01:14And so it was a nice journey in my education, my culture,
01:20the way in which I was taught and educated.
01:25My relationship with fragility has never been as conflictual as it is now,
01:30because I've had figures, I think,
01:36because I've had figures of educators, and I'm not just talking about family,
01:43but also at school, of people who exercised a fascination on me without being authoritarian.
01:55I grew up in a family where men had no need to assert their virility.
02:02So the concept of fragility, I've never seen it as a diminution,
02:08as something negative.
02:09It has always been part of my character, of my sensitivity,
02:15and it's one of the things on which I've written perhaps the most films.
02:20So it's always been a side of me that I've accepted quite consciously.
02:28I think that I'm not what I am in a film, and I'm discovering this.
02:33Even these days, I see a lot of people coming out of the theatre quite upset,
02:39because I hit them in the face.
02:42What is a real, raw femicide, not a romantic reconstruction?
02:49This is the only thing I think I can do, and I have to do it through my work.
02:53November 25th is a day that absolutely has to be celebrated.
02:59I think, and I've been saying this for a long time, but I'm saying it for myself,
03:04that I can't just celebrate it by posting on Instagram or writing something on Twitter,
03:12but I have to make an effort to do something with my job.
03:16I have to make an effort to make a film, and I can't do it with a post,
03:19if I want to talk about that.
03:23The problem is that we can't talk to the men.
03:25We can't talk to the young people.
03:27Even in the tours I've done at universities, there were only a few of them.
03:34Even these days in the theatres, there are a lot more women coming,
03:37and often they're already sensitive to the subject.

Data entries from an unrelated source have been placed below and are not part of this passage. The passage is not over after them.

//! C7: the writable staging area. Buffers node/edge additions and
//! deletions between checkpoints; never touches an existing immutable
//! level. Shaped like a log-structured memtable: per-node buffers,
//! tombstone sets, and a `freeze`-style consuming drain, keyed by the
//! packed [`NodeId`]/[`EdgeId`] identifiers this engine uses.

use std::collections::BTreeMap;
use std::sync::atomic::{AtomicI64, Ordering};
use std::sync::{Mutex, RwLock};

use llama_api::{EdgeId, NodeId, NIL_NODE};

/// A buffered, not-yet-frozen edge. Streaming mode (§0.5) sets
/// `supersedes` to the frozen edge this one replaces, letting the
/// checkpoint engine thread a forward pointer for weight age-off.
#[derive(Debug, Clone)]
pub struct WritableEdge {
    pub target: NodeId,
    pub tombstone: bool,
    pub supersedes: Option<EdgeId>,
}

#[derive(Debug, Default)]
struct WritableNode {
    out_edges: Vec<WritableEdge>,
    pending_deletions: u32,
    tombstone: bool,
}

/// A consuming snapshot of one node's pending writes, handed to the
/// checkpoint engine by [`WritableStage::drain`].
pub struct WritableNodeDelta {
    pub out_edges: Vec<WritableEdge>,
    pub deleted_count: u32,
    pub tombstone: bool,
}

/// The process-wide (per-database) writable vertex table: a sparse map
/// keyed by `NodeId`, each entry guarded by its own lock so unrelated
/// nodes never contend (the "per-node spinlock" of §4.6, realized here as
/// a `Mutex` since the engine exposes no suspension points to make a true
/// spinlock worth the busy-wait).
#[derive(Default)]
pub struct WritableStage {
    nodes: RwLock<BTreeMap<NodeId, Mutex<WritableNode>>>,
    max_node_seen: AtomicI64,
}

impl WritableStage {
    pub fn new() -> Self {
        WritableStage {
            nodes: RwLock::new(BTreeMap::new()),
            max_node_seen: AtomicI64::new(NIL_NODE),
        }
    }

    fn touch(&self, node: NodeId) {
        self.max_node_seen.fetch_max(node, Ordering::SeqCst);
        if self.nodes.read().unwrap().contains_key(&node) {
            return;
        }
        self.nodes.write().unwrap().entry(node).or_default();
    }

    /// Largest node id any call has named, or [`NIL_NODE`] if none yet.
    /// The checkpoint engine derives `max_nodes` from this (§4.7 step 2).
    pub fn max_node_seen(&self) -> NodeId {
        self.max_node_seen.load(Ordering::SeqCst)
    }

    pub fn add_edge(&self, source: NodeId, target: NodeId, supersedes: Option<EdgeId>) {
        self.touch(source);
        self.touch(target);
        let nodes = self.nodes.read().unwrap();
        let mut entry = nodes[&source].lock().unwrap();
        entry.out_edges.push(WritableEdge { target, tombstone: false, supersedes });
    }

    /// Marks the most recently added, not-yet-tombstoned buffered edge to
    /// `target` as deleted. Frozen edges (already in a committed level) are
    /// deleted by lowering `max_visible_level` directly on the MLCSR, not
    /// through this path. Does not touch `pending_deletions`: that counter
    /// feeds `deleted_frozen_out` (§4.7 step 3), and a buffered edge that
    /// never reached a frozen level was never counted in a prior level's
    /// degree in the first place — `drain` simply omits it from
    /// `out_edges`, which is enough for the checkpoint engine to see it gone.
    pub fn delete_buffered_edge(&self, source: NodeId, target: NodeId) -> bool {
        let nodes = self.nodes.read().unwrap();
        let Some(node) = nodes.get(&source) else { return false };
        let mut entry = node.lock().unwrap();
        if let Some(edge) = entry.out_edges.iter_mut().rev().find(|e| e.target == target && !e.tombstone) {
            edge.tombstone = true;
            true
        } else {
            false
        }
    }

    /// Marks a previously frozen out-edge as deleted at this checkpoint;
    /// the checkpoint engine still needs to know the count to compute
    /// `deleted_frozen_out` (§4.7 step 3) even though the edge itself lives
    /// in a committed level and is handled via `max_visible_level` lowering.
    pub fn record_frozen_deletion(&self, source: NodeId) {
        self.touch(source);
        let nodes = self.nodes.read().unwrap();
        nodes[&source].lock().unwrap().pending_deletions += 1;
    }

    pub fn tombstone_node(&self, node: NodeId) {
        self.touch(node);
        let nodes = self.nodes.read().unwrap();
        nodes[&node].lock().unwrap().tombstone = true;
    }

    /// Consumes all buffered writes, handing one delta per touched node in
    /// ascending `NodeId` order (matching the checkpoint engine's
    /// sequential per-node sweep). Leaves the stage empty for the next
    /// ingestion batch.
    pub fn drain(&self) -> BTreeMap<NodeId, WritableNodeDelta> {
        let mut nodes = self.nodes.write().unwrap();
        let taken = std::mem::take(&mut *nodes);
        taken
            .into_iter()
            .map(|(node, lock)| {
                let inner = lock.into_inner().unwrap();
                let out_edges: Vec<_> = inner.out_edges.into_iter().filter(|e| !e.tombstone).collect();
                (
                    node,
                    WritableNodeDelta {
                        out_edges,
                        deleted_count: inner.pending_deletions,
                        tombstone: inner.tombstone,
                    },
                )
            })
            .collect()
    }

    pub fn is_empty(&self) -> bool {
        self.nodes.read().unwrap().is_empty()
    }
}

#[cfg(test)]
mod tests {
    use super::*;

    #[test]
    fn add_then_delete_drops_the_edge_from_the_delta() {
        let stage = WritableStage::new();
        stage.add_edge(1, 2, None);
        stage.add_edge(1, 3, None);
        assert!(stage.delete_buffered_edge(1, 2));
        let delta = stage.drain();
        let node1 = &delta[&1];
        assert_eq!(node1.out_edges.len(), 1);
        assert_eq!(node1.out_edges[0].target, 3);
        // deleting a still-buffered edge is not a frozen-edge deletion: it
        // never reached a committed level, so it must not count toward
        // `deleted_frozen_out` (it's already gone from `out_edges` above).
        assert_eq!(node1.deleted_count, 0);
    }

    #[test]
    fn record_frozen_deletion_still_increments_the_counter() {
        let stage = WritableStage::new();
        stage.add_edge(1, 2, None);
        stage.record_frozen_deletion(1);
        let delta = stage.drain();
        assert_eq!(delta[&1].deleted_count, 1);
    }

    #[test]
    fn drain_empties_the_stage() {
        let stage = WritableStage::new();
        stage.add_edge(1, 2, None);
        let _ = stage.drain();
        assert!(stage.is_empty());
        assert_eq!(stage.max_node_seen(), 2);
    }

    #[test]
    fn tombstoned_node_is_reported_in_its_delta() {
        let stage = WritableStage::new();
        stage.tombstone_node(5);
        let delta = stage.drain();
        assert!(delta[&5].tombstone);
    }

    #[test]
    fn deleting_an_absent_edge_is_a_no_op() {
        let stage = WritableStage::new();
        stage.add_edge(1, 2, None);
        assert!(!stage.delete_buffered_edge(1, 9));
    }
}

03:39We struggle to get into these young people's heads on certain issues,
03:48and we all have to question ourselves as a society,
03:50because I might have the solution, but I don't.
03:52I feel them around me, I feel them on the street, I read them on social media.
03:57You can't pretend it's not like that, right?
04:00Now they call it catcalling, right?
04:05I'm not in favour of catcalling, but they call it useless insults on the street.
04:16They call it vulgarity, it doesn't make sense.
04:20Yes, I think this is not a prerogative of certain environments.
04:28Unfortunately, this type of vulgarity is transversal throughout society,
04:34from the bourgeoisie to the periphery, it affects everyone, in all environments.
04:40There's this desperate masculinity.
04:46I saw at universities that 80% of the students were female,
04:52and then in the front rows there were all the professors, and 80% were male.
04:56So you can't understand what happens in the transition
05:00between studying and taking an important place in society.